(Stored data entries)
★ ★ ★ ★

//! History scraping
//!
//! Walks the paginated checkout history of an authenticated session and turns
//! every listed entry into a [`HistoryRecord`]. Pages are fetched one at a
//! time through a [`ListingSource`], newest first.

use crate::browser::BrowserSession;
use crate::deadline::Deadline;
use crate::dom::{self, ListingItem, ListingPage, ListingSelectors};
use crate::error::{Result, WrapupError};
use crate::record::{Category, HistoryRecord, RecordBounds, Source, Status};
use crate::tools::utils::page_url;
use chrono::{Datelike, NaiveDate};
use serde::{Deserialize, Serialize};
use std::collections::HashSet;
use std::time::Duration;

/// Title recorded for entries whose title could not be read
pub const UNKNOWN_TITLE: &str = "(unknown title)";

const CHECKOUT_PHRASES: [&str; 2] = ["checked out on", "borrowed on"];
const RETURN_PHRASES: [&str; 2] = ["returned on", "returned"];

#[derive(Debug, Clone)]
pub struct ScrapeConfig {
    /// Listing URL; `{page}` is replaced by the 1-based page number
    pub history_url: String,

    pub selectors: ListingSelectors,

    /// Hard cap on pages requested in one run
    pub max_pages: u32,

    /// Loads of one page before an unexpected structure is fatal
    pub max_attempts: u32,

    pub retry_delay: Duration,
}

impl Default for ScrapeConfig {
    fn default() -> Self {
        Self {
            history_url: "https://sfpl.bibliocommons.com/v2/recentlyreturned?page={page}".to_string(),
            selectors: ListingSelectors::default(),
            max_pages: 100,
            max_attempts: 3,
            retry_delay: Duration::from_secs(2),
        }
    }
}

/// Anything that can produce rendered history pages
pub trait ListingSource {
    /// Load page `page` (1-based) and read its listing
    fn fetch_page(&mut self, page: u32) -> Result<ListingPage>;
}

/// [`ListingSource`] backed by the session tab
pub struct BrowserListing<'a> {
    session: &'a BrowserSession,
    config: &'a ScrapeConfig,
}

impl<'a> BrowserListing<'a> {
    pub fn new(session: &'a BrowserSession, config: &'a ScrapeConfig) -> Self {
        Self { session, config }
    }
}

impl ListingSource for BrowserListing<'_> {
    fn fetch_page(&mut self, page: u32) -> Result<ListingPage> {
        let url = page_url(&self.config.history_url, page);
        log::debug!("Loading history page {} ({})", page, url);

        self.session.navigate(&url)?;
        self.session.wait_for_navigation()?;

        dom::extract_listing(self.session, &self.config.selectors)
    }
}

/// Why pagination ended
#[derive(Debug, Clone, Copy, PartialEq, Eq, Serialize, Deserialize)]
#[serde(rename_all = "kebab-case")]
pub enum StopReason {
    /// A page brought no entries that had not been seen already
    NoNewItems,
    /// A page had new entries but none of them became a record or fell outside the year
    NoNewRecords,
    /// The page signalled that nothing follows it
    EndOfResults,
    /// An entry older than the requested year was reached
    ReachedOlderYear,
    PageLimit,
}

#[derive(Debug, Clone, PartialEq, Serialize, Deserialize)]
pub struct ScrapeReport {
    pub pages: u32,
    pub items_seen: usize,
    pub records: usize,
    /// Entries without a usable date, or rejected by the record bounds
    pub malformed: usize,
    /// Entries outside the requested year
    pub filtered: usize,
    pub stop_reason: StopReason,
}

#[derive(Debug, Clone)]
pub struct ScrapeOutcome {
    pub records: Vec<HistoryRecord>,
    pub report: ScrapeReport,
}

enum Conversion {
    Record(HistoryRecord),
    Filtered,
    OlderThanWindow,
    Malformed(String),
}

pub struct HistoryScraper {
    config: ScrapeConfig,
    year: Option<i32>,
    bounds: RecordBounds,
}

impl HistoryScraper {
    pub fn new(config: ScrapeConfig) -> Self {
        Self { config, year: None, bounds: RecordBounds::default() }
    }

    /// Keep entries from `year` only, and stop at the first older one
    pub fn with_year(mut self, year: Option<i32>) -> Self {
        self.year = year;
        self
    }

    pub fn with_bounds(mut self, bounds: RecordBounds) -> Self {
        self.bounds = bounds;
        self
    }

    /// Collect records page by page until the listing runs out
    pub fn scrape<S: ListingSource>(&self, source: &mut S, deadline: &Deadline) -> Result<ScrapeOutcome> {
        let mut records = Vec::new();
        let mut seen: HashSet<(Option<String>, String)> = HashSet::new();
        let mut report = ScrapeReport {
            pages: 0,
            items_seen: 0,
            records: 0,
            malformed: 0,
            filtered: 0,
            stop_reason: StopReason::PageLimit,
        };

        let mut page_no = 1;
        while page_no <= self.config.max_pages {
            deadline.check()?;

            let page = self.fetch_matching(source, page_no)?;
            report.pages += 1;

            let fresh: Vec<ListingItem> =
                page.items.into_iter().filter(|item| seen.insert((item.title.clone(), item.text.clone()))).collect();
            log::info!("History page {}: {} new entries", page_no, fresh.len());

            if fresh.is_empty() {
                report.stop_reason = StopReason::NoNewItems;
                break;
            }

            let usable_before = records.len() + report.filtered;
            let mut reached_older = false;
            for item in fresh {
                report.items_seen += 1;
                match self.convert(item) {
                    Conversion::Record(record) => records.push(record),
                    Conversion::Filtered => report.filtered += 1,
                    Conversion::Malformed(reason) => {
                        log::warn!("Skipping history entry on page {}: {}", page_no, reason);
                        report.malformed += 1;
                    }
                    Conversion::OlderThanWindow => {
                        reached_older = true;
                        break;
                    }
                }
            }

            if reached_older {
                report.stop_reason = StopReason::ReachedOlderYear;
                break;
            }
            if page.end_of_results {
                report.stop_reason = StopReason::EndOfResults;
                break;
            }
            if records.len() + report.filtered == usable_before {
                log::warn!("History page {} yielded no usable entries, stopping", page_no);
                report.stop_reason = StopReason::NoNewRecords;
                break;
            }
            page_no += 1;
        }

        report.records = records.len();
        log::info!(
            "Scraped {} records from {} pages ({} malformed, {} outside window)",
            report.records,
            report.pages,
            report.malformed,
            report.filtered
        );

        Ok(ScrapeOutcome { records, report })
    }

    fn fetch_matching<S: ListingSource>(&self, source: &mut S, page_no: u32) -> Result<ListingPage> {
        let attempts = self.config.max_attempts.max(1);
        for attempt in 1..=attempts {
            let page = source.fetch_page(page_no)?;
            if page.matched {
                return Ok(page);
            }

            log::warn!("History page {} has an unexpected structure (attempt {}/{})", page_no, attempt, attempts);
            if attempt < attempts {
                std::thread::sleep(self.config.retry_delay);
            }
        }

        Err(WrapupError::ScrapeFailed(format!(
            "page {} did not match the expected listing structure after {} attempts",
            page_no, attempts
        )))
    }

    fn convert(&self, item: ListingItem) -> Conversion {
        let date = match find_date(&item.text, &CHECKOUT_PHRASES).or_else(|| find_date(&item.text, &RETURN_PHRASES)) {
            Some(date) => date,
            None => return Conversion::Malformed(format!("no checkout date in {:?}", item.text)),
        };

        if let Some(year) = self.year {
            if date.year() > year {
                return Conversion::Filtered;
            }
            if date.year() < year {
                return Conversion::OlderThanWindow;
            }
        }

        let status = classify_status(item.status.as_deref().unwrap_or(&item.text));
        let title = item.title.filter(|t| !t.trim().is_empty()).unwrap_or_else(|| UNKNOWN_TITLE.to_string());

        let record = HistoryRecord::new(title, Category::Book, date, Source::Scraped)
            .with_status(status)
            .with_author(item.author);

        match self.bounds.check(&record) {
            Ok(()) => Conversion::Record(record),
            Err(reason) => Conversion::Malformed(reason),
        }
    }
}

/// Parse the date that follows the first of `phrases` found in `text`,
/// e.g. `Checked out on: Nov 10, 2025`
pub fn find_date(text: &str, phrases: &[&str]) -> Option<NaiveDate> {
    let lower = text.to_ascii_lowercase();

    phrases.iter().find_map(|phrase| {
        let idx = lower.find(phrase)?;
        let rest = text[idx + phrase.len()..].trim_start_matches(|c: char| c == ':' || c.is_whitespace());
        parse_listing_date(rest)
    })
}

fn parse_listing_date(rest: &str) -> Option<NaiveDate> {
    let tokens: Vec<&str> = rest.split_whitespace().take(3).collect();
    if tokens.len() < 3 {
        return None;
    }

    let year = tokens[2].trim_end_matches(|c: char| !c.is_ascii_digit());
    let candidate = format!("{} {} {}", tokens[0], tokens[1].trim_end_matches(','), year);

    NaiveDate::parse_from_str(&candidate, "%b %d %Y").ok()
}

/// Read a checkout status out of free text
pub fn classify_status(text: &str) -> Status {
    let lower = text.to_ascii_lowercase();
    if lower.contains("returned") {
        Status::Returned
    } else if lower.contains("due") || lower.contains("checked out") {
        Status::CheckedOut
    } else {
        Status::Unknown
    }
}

★ ★ ★ ★

What you have to do:
As listed above, the lines from the line with "report.pages += 1;" to the line with "report.stop_reason = StopReason::NoNewItems;" are to be echoed exactly, with both ends included and nothing added.

Result below:
            report.pages += 1;

            let fresh: Vec<ListingItem> =
                page.items.into_iter().filter(|item| seen.insert((item.title.clone(), item.text.clone()))).collect();
            log::info!("History page {}: {} new entries", page_no, fresh.len());

            if fresh.is_empty() {
                report.stop_reason = StopReason::NoNewItems;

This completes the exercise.